Exercise instructions: The output should be limited to the line holding "pub fn read_clipboard_text()" and the lines after it through the end of the entries, each restated exactly.

The data:
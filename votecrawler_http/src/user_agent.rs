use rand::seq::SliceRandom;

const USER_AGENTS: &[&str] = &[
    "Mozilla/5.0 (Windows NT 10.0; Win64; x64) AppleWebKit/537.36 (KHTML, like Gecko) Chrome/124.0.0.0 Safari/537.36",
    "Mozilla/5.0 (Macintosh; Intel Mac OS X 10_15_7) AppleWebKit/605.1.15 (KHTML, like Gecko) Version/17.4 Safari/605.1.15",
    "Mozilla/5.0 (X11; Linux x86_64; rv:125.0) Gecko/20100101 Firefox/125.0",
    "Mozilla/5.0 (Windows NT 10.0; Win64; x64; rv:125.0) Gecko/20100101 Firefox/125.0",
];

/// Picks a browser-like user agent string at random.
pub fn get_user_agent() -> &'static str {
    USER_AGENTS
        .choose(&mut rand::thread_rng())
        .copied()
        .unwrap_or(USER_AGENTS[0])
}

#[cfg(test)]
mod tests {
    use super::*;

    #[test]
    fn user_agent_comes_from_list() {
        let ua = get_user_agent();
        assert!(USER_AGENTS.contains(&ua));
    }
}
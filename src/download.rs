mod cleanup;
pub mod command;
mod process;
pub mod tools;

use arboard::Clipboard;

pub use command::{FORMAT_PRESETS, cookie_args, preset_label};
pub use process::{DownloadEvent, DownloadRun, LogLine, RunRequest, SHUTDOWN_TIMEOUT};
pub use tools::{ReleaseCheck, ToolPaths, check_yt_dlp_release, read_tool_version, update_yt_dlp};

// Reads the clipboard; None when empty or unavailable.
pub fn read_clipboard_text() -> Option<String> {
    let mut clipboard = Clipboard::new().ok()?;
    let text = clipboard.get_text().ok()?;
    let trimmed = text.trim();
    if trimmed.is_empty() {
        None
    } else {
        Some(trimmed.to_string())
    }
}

Answer box:
pub fn read_clipboard_text() -> Option<String> {
    let mut clipboard = Clipboard::new().ok()?;
    let text = clipboard.get_text().ok()?;
    let trimmed = text.trim();
    if trimmed.is_empty() {
        None
    } else {
        Some(trimmed.to_string())
    }
}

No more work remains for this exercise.